Flowster (glossary entry)  

(NOTE: This article may be renamed at some point in the future.)

Roles and Behavior Strategies in Folk and Professional Psychology

(old title: Commitment to Purpose over Task)

Choice-Roles in Sex and Relationships

In the 1999 Telluride lectures, entitled "The Nuts and Bolts of Spiritual Intimacy", Deida uses the term "flowster" in a discussion about relationship dynamics to refer to the partner who allows the decisions to be made by the other person — the flowster is someone who "goes with the flow".

When he calls it feminine, he basically means they are letting someone else decide. This is evident in all four levels of the archetypes (the Maiden lets the Warrior decide; the Mother lets the Lover decide, the Crone lets the Magician decide and the Queen lets the King decide).

If sticking with your plans means not having to decide anything new ("having no choice" in Men's Weekend terminology), then one could easily say that the man who does not change his plans is a "flowster". But of course he is not — by "sticking to it" he has to exercise decisiveness. (Alternatively, the man who sticks to it might be misguided by ego or ignorance — see the confidence and commitment articles.)

So, the flowster does not relate to our discussion, because decision is required in any case. To cope with change, one must decide how to deal with the change, and if that involves changing plans, then one must decide on the specifics of any new plan.

Let's go back to "Nuts and Bolts of Spiritual Intimacy". Here Deida uses "flowster" to describe a man exhibiting a feminine behavior role. As Deida describes in "The Red Realm" (a 1999 book focused on sexuality) in the "Crimson" chapter:

There may be reasons for a masculine person's need to submit to domination. He may be acting on a spiritual desire to contact a higher feminine archetype to which he can devote himself. He may be healing — or wallowing in — the wounds of childhood abuse. He may simply want to shift from being stuck one-sidedly in his masculine at the corporate office all day.
David Deida, The Red Realm, Chapter 19 "Crimson", section "The Obsessive Need to be Dominated"

This illustrates a few of the complex situations that lead to role reversal in sex, and they are analogous to the larger topic of role choices in any life-situation.

Roles and choices thereto are a pretty big topic. Suffice it to say that mature, functioning individuals will choose the appropriate role based on the situation and their abilities.

Returning to sex for the moment: as listeners to "Nuts and Bolts" are advised, extending your sexual role behavior to other aspects of your life makes sense whenever you can do so. For "the masculine" (and for any persons or groups who consider Deida's style of masculinity and masculine atmosphere to be part of their purpose), this means taking charge and being the more committed element.

In "Red Realm", Deida has to address the question: what happens when both partners are male? As psychologists have found, in homosexual relationships, most of the time there is a diversification into specific roles, which apply in the bedroom and do not necessarily reflect the individuals' behavior elsewhere in their lives. So we have another example of role choice based on situation and ability.

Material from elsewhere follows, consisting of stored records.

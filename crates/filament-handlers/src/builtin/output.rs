use futures::future::BoxFuture;

use filament_core::error::Result;
use filament_core::traits::NodeHandler;
use filament_core::types::Record;

/// Terminal node: passes through whatever it received, unchanged.
pub struct OutputHandler;

impl NodeHandler for OutputHandler {
    fn kind(&self) -> &str {
        "output"
    }

    fn execute(&self, inputs: &Record, _parameters: &Record) -> BoxFuture<'_, Result<Record>> {
        let inputs = inputs.clone();
        Box::pin(async move { Ok(inputs) })
    }
}
use std::collections::VecDeque;
use std::sync::Mutex;

use futures::future::BoxFuture;

use filament_core::error::{FilamentError, Result};
use filament_core::traits::{GenerateRequest, TextModel};

/// A canned-response model for tests and offline dry runs.
///
/// Responses are served in order; when the queue is exhausted the last
/// response repeats. Prompts are recorded for assertion.
pub struct StaticModel {
    responses: Mutex<VecDeque<String>>,
    last: Mutex<Option<String>>,
    prompts: Mutex<Vec<String>>,
    fail_with: Option<String>,
}

impl StaticModel {
    pub fn new(responses: impl IntoIterator<Item = impl Into<String>>) -> Self {
        Self {
            responses: Mutex::new(responses.into_iter().map(Into::into).collect()),
            last: Mutex::new(None),
            prompts: Mutex::new(Vec::new()),
            fail_with: None,
        }
    }

    /// A model whose every request fails with the given message.
    pub fn failing(message: impl Into<String>) -> Self {
        Self {
            responses: Mutex::new(VecDeque::new()),
            last: Mutex::new(None),
            prompts: Mutex::new(Vec::new()),
            fail_with: Some(message.into()),
        }
    }

    /// Prompts received so far, in order.
    pub fn prompts(&self) -> Vec<String> {
        self.prompts.lock().unwrap().clone()
    }
}

impl TextModel for StaticModel {
    fn generate(&self, request: GenerateRequest) -> BoxFuture<'_, Result<String>> {
        Box::pin(async move {
            self.prompts.lock().unwrap().push(request.prompt.clone());

            if let Some(message) = &self.fail_with {
                return Err(FilamentError::ModelRequest(message.clone()));
            }

            let mut queue = self.responses.lock().unwrap();
            if let Some(next) = queue.pop_front() {
                *self.last.lock().unwrap() = Some(next.clone());
                return Ok(next);
            }
            self.last
                .lock()
                .unwrap()
                .clone()
                .ok_or_else(|| FilamentError::ModelRequest("stub has no responses".into()))
        })
    }

    fn validate_key(&self, _api_key: &str, _model_id: &str) -> BoxFuture<'_, Result<()>> {
        Box::pin(async move {
            if let Some(message) = &self.fail_with {
                return Err(FilamentError::ModelRequest(message.clone()));
            }
            Ok(())
        })
    }
}
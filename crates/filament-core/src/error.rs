use thiserror::Error;

#[derive(Debug, Error)]
pub enum FilamentError {
    // Model errors
    #[error("model request failed: {0}")]
    ModelRequest(String),

    #[error("model response parse error: {0}")]
    ModelParse(String),

    #[error("API key is missing or empty")]
    MissingApiKey,

    // Graph errors
    #[error("edge '{edge}' references unknown node '{node}'")]
    UnknownNode { edge: String, node: String },

    #[error("edge '{edge}' references undeclared port '{port}' on node '{node}'")]
    UnknownPort {
        edge: String,
        node: String,
        port: String,
    },

    #[error("duplicate node id '{0}'")]
    DuplicateNode(String),

    #[error("cycle detected involving nodes: {}", .0.join(", "))]
    CycleDetected(Vec<String>),

    // Handler errors
    #[error("unsupported node type: {0}")]
    UnsupportedNodeType(String),

    #[error("missing required input '{0}'")]
    MissingInput(String),

    #[error("missing required parameter '{0}'")]
    MissingParameter(String),

    #[error("invalid parameter '{parameter}': {message}")]
    InvalidParameter { parameter: String, message: String },

    // Expression errors
    #[error("expression error: {0}")]
    Expression(String),

    // Config errors
    #[error("config error: {0}")]
    Config(String),

    #[error("config file not found: {0}")]
    ConfigNotFound(String),

    // I/O errors
    #[error("I/O error: {0}")]
    Io(#[from] std::io::Error),

    // JSON errors
    #[error("JSON error: {0}")]
    Json(#[from] serde_json::Error),
}

pub type Result<T> = std::result::Result<T, FilamentError>;
pub mod input;
pub mod language;
pub mod llm;
pub mod output;
pub mod process;
pub mod tool;

use filament_core::error::{FilamentError, Result};
use filament_core::types::Record;

/// Read a required string-valued key from a record of collected inputs.
pub(crate) fn require_str_input<'a>(inputs: &'a Record, key: &str) -> Result<&'a str> {
    inputs
        .get(key)
        .and_then(|v| v.as_str())
        .ok_or_else(|| FilamentError::MissingInput(key.to_string()))
}

/// Read a required string-valued parameter.
pub(crate) fn require_str_param<'a>(parameters: &'a Record, key: &str) -> Result<&'a str> {
    parameters
        .get(key)
        .and_then(|v| v.as_str())
        .ok_or_else(|| FilamentError::MissingParameter(key.to_string()))
}

/// Read an optional string parameter.
pub(crate) fn str_param<'a>(parameters: &'a Record, key: &str) -> Option<&'a str> {
    parameters.get(key).and_then(|v| v.as_str())
}
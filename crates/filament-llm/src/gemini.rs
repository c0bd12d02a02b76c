use futures::future::BoxFuture;
use reqwest::Client;
use serde::{Deserialize, Serialize};
use tracing::debug;

use filament_core::error::{FilamentError, Result};
use filament_core::traits::{GenerateRequest, TextModel};

const API_BASE: &str = "https://generativelanguage.googleapis.com/v1beta/models";

/// Google Gemini native API client (non-streaming `generateContent`).
pub struct GeminiClient {
    http: Client,
    base_url: String,
}

impl GeminiClient {
    pub fn new() -> Self {
        Self {
            http: Client::new(),
            base_url: API_BASE.to_string(),
        }
    }

    /// Override the API base URL (used by tests against a local server).
    pub fn with_base_url(mut self, base_url: impl Into<String>) -> Self {
        self.base_url = base_url.into();
        self
    }
}

impl Default for GeminiClient {
    fn default() -> Self {
        Self::new()
    }
}

// ── Request types ────────────────────────────────────────────────

#[derive(Serialize)]
struct GeminiRequest {
    contents: Vec<GeminiContent>,
    #[serde(skip_serializing_if = "Option::is_none")]
    generation_config: Option<GenerationConfig>,
}

#[derive(Serialize, Deserialize, Debug)]
struct GeminiContent {
    parts: Vec<GeminiPart>,
}

#[derive(Serialize, Deserialize, Debug)]
struct GeminiPart {
    text: String,
}

#[derive(Serialize)]
#[serde(rename_all = "camelCase")]
struct GenerationConfig {
    #[serde(skip_serializing_if = "Option::is_none")]
    max_output_tokens: Option<u32>,
    #[serde(skip_serializing_if = "Option::is_none")]
    temperature: Option<f32>,
}

// ── Response types ───────────────────────────────────────────────

#[derive(Deserialize, Debug)]
struct GeminiResponse {
    #[serde(default)]
    candidates: Vec<GeminiCandidate>,
}

#[derive(Deserialize, Debug)]
struct GeminiCandidate {
    content: Option<GeminiContent>,
}

/// Concatenated text of the first candidate's parts.
fn first_candidate_text(response: GeminiResponse) -> Result<String> {
    let candidate = response
        .candidates
        .into_iter()
        .next()
        .ok_or_else(|| FilamentError::ModelParse("response has no candidates".into()))?;

    let content = candidate
        .content
        .ok_or_else(|| FilamentError::ModelParse("first candidate has no content".into()))?;

    let text: String = content
        .parts
        .into_iter()
        .map(|part| part.text)
        .collect::<Vec<_>>()
        .join("");

    if text.is_empty() {
        return Err(FilamentError::ModelParse(
            "first candidate produced no text".into(),
        ));
    }
    Ok(text)
}

impl GeminiClient {
    async fn generate_content(&self, request: &GenerateRequest) -> Result<String> {
        let url = format!(
            "{}/{}:generateContent?key={}",
            self.base_url, request.model_id, request.api_key
        );

        let body = GeminiRequest {
            contents: vec![GeminiContent {
                parts: vec![GeminiPart {
                    text: request.prompt.clone(),
                }],
            }],
            generation_config: Some(GenerationConfig {
                max_output_tokens: Some(request.max_output_tokens),
                temperature: if request.temperature > 0.0 {
                    Some(request.temperature)
                } else {
                    None
                },
            }),
        };

        debug!(model = %request.model_id, prompt_len = request.prompt.len(), "Sending generateContent request");

        let response = self
            .http
            .post(&url)
            .header("content-type", "application/json")
            .json(&body)
            .send()
            .await
            .map_err(|e| FilamentError::ModelRequest(e.to_string()))?;

        if !response.status().is_success() {
            let status = response.status();
            let body = response
                .text()
                .await
                .unwrap_or_else(|_| "unknown".to_string());
            return Err(FilamentError::ModelRequest(format!(
                "HTTP {}: {}",
                status, body
            )));
        }

        let parsed: GeminiResponse = response
            .json()
            .await
            .map_err(|e| FilamentError::ModelParse(e.to_string()))?;

        first_candidate_text(parsed)
    }
}

impl TextModel for GeminiClient {
    fn generate(&self, request: GenerateRequest) -> BoxFuture<'_, Result<String>> {
        Box::pin(async move { self.generate_content(&request).await })
    }

    fn validate_key(&self, api_key: &str, model_id: &str) -> BoxFuture<'_, Result<()>> {
        let request = GenerateRequest {
            api_key: api_key.to_string(),
            model_id: model_id.to_string(),
            prompt: "ping".to_string(),
            temperature: 0.0,
            max_output_tokens: 1,
        };
        Box::pin(async move {
            self.generate_content(&request).await?;
            Ok(())
        })
    }
}

#[cfg(test)]
mod tests {
    use super::*;

    #[test]
    fn test_request_serialization() {
        let body = GeminiRequest {
            contents: vec![GeminiContent {
                parts: vec![GeminiPart {
                    text: "Summarize this".into(),
                }],
            }],
            generation_config: Some(GenerationConfig {
                max_output_tokens: Some(256),
                temperature: Some(0.7),
            }),
        };

        let json = serde_json::to_value(&body).unwrap();
        assert_eq!(json["contents"][0]["parts"][0]["text"], "Summarize this");
        assert_eq!(json["generation_config"]["maxOutputTokens"], 256);
    }

    #[test]
    fn test_zero_temperature_omitted() {
        let config = GenerationConfig {
            max_output_tokens: Some(1),
            temperature: None,
        };
        let json = serde_json::to_string(&config).unwrap();
        assert!(!json.contains("temperature"));
    }

    #[test]
    fn test_first_candidate_text() {
        let response: GeminiResponse = serde_json::from_str(
            r#"{"candidates": [{"content": {"parts": [{"text": "Hello, "}, {"text": "world"}]}}]}"#,
        )
        .unwrap();
        assert_eq!(first_candidate_text(response).unwrap(), "Hello, world");
    }

    #[test]
    fn test_no_candidates_is_parse_error() {
        let response: GeminiResponse = serde_json::from_str(r#"{"candidates": []}"#).unwrap();
        let err = first_candidate_text(response).unwrap_err();
        assert!(matches!(err, FilamentError::ModelParse(_)));
    }

    #[test]
    fn test_empty_parts_is_parse_error() {
        let response: GeminiResponse =
            serde_json::from_str(r#"{"candidates": [{"content": {"parts": []}}]}"#).unwrap();
        assert!(first_candidate_text(response).is_err());
    }
}
use serde_json::Value;

use crate::ast::{BinaryOp, Expr, UnaryOp};
use crate::ExprError;

/// Evaluate an expression against a JSON scope.
///
/// Field paths walk the scope object; any missing step resolves to `null`,
/// so absence checks (`x == null`) work without erroring. Type mismatches
/// in operators are errors, not coercions.
pub fn evaluate(expr: &Expr, scope: &Value) -> Result<Value, ExprError> {
    match expr {
        Expr::Literal(value) => Ok(value.clone()),
        Expr::Path(path) => Ok(resolve_path(path, scope)),
        Expr::Unary(op, operand) => {
            let value = evaluate(operand, scope)?;
            match op {
                UnaryOp::Neg => match value.as_f64() {
                    Some(n) => Ok(number(-n)),
                    None => Err(type_mismatch("-", "number", &value)),
                },
                UnaryOp::Not => match value.as_bool() {
                    Some(b) => Ok(Value::Bool(!b)),
                    None => Err(type_mismatch("!", "boolean", &value)),
                },
            }
        }
        Expr::Binary(op, lhs, rhs) => eval_binary(*op, lhs, rhs, scope),
    }
}

fn eval_binary(op: BinaryOp, lhs: &Expr, rhs: &Expr, scope: &Value) -> Result<Value, ExprError> {
    // Short-circuit booleans before evaluating the right side.
    if matches!(op, BinaryOp::And | BinaryOp::Or) {
        let left = evaluate(lhs, scope)?;
        let left = left
            .as_bool()
            .ok_or_else(|| type_mismatch(op.symbol(), "boolean", &left))?;
        match (op, left) {
            (BinaryOp::And, false) => return Ok(Value::Bool(false)),
            (BinaryOp::Or, true) => return Ok(Value::Bool(true)),
            _ => {}
        }
        let right = evaluate(rhs, scope)?;
        let right = right
            .as_bool()
            .ok_or_else(|| type_mismatch(op.symbol(), "boolean", &right))?;
        return Ok(Value::Bool(right));
    }

    let left = evaluate(lhs, scope)?;
    let right = evaluate(rhs, scope)?;

    match op {
        BinaryOp::Eq => Ok(Value::Bool(json_eq(&left, &right))),
        BinaryOp::NotEq => Ok(Value::Bool(!json_eq(&left, &right))),

        BinaryOp::Add => match (&left, &right) {
            (Value::String(a), Value::String(b)) => Ok(Value::String(format!("{}{}", a, b))),
            _ => arith(op, &left, &right, |a, b| Ok(a + b)),
        },
        BinaryOp::Sub => arith(op, &left, &right, |a, b| Ok(a - b)),
        BinaryOp::Mul => arith(op, &left, &right, |a, b| Ok(a * b)),
        BinaryOp::Div => arith(op, &left, &right, |a, b| {
            if b == 0.0 {
                Err(ExprError::DivisionByZero)
            } else {
                Ok(a / b)
            }
        }),
        BinaryOp::Rem => arith(op, &left, &right, |a, b| {
            if b == 0.0 {
                Err(ExprError::DivisionByZero)
            } else {
                Ok(a % b)
            }
        }),

        BinaryOp::Lt | BinaryOp::LtEq | BinaryOp::Gt | BinaryOp::GtEq => {
            compare(op, &left, &right)
        }

        BinaryOp::Contains => match (&left, &right) {
            (Value::String(haystack), Value::String(needle)) => {
                Ok(Value::Bool(haystack.contains(needle.as_str())))
            }
            (Value::Array(items), needle) => {
                Ok(Value::Bool(items.iter().any(|item| json_eq(item, needle))))
            }
            _ => Err(type_mismatch("contains", "string or array", &left)),
        },

        BinaryOp::And | BinaryOp::Or => unreachable!("handled above"),
    }
}

fn arith(
    op: BinaryOp,
    left: &Value,
    right: &Value,
    f: impl Fn(f64, f64) -> Result<f64, ExprError>,
) -> Result<Value, ExprError> {
    let a = left
        .as_f64()
        .ok_or_else(|| type_mismatch(op.symbol(), "number", left))?;
    let b = right
        .as_f64()
        .ok_or_else(|| type_mismatch(op.symbol(), "number", right))?;
    Ok(number(f(a, b)?))
}

fn compare(op: BinaryOp, left: &Value, right: &Value) -> Result<Value, ExprError> {
    let ordering = match (left, right) {
        (Value::String(a), Value::String(b)) => a.cmp(b),
        _ => {
            let a = left
                .as_f64()
                .ok_or_else(|| type_mismatch(op.symbol(), "number or string", left))?;
            let b = right
                .as_f64()
                .ok_or_else(|| type_mismatch(op.symbol(), "number or string", right))?;
            a.partial_cmp(&b)
                .ok_or_else(|| type_mismatch(op.symbol(), "comparable number", left))?
        }
    };

    let result = match op {
        BinaryOp::Lt => ordering.is_lt(),
        BinaryOp::LtEq => ordering.is_le(),
        BinaryOp::Gt => ordering.is_gt(),
        BinaryOp::GtEq => ordering.is_ge(),
        _ => unreachable!(),
    };
    Ok(Value::Bool(result))
}

/// JSON equality with numeric widening, so `1 == 1.0` holds.
fn json_eq(a: &Value, b: &Value) -> bool {
    match (a.as_f64(), b.as_f64()) {
        (Some(x), Some(y)) => x == y,
        _ => a == b,
    }
}

fn resolve_path(path: &[String], scope: &Value) -> Value {
    let mut current = scope;
    for segment in path {
        match current.get(segment) {
            Some(next) => current = next,
            None => return Value::Null,
        }
    }
    current.clone()
}

fn number(n: f64) -> Value {
    serde_json::Number::from_f64(n)
        .map(Value::Number)
        .unwrap_or(Value::Null)
}

fn type_mismatch(op: &'static str, expected: &'static str, actual: &Value) -> ExprError {
    let actual = match actual {
        Value::Null => "null".to_string(),
        Value::Bool(_) => "boolean".to_string(),
        Value::Number(_) => "number".to_string(),
        Value::String(_) => "string".to_string(),
        Value::Array(_) => "array".to_string(),
        Value::Object(_) => "object".to_string(),
    };
    ExprError::TypeMismatch {
        op,
        expected,
        actual,
    }
}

What do we do when both men are in the army, and one reports to the other (who has higher rank)? Most of the time it is simple, each man is making promises and keeping them. However, war is famously FUBAR, and plans change. When a new order is given that contradicts a previous one, the lower-rank man copes by abandoning the earlier task and switching to something new.

Choice-Roles in Life

Now we do back to the original topic, which is what to do in the realms of your decision-making, planning, coping with change, balancing priorities, keeping promises, persuing goals and serving a life-purpose.

Roles are chosen based on ability, aptitude and effectiveness: they are a strategy. So we have to look to variations in ability, and in this case there are two faculties involved:

- the ability to make the right plans from the start,

- the ability to revise and adapt to changes in the environment and other new information

These are a matter of individual temperament, and derive from mental capacities for intuition, awareness, analysis, deduction, and so on. There are two dimensions, typically referred to as intuition or "common sense", and "intelligence". Each individual is endowed with a certain amount of each. Both play a role in the two faculties I just cited (planning and adaptability).

As I mentioned before there are two strategies that can be used to deal with change:

Back to temperament: as a child, usually at a very young age1, the individual experiments with planning and adapting. Each child finds that he is more or less successful at either of the two strategies. This depends on both his common sense and his intelligence. Both are required at both points in the strategy (the initial plan, and the decision about how to cope with change).

After childhood the individual has usually developed a personality that incorporates his preference for one strategy over the other. But this is still only a preference, and as with any role-choice situation, people will choose one strategy or another based on the situation (as in Deida's example of sex role reversal).

In social organizations, there is usually a group belief-system that reinforces the "Stick to the original plan" strategy. This is evident in corporate culture, military campaigns, and MDI groups like Backbone.


1 : exceptions occur in individuals with delayed development disorder, who in many cases will find themselves still engaged in this work well after they have reached puberty.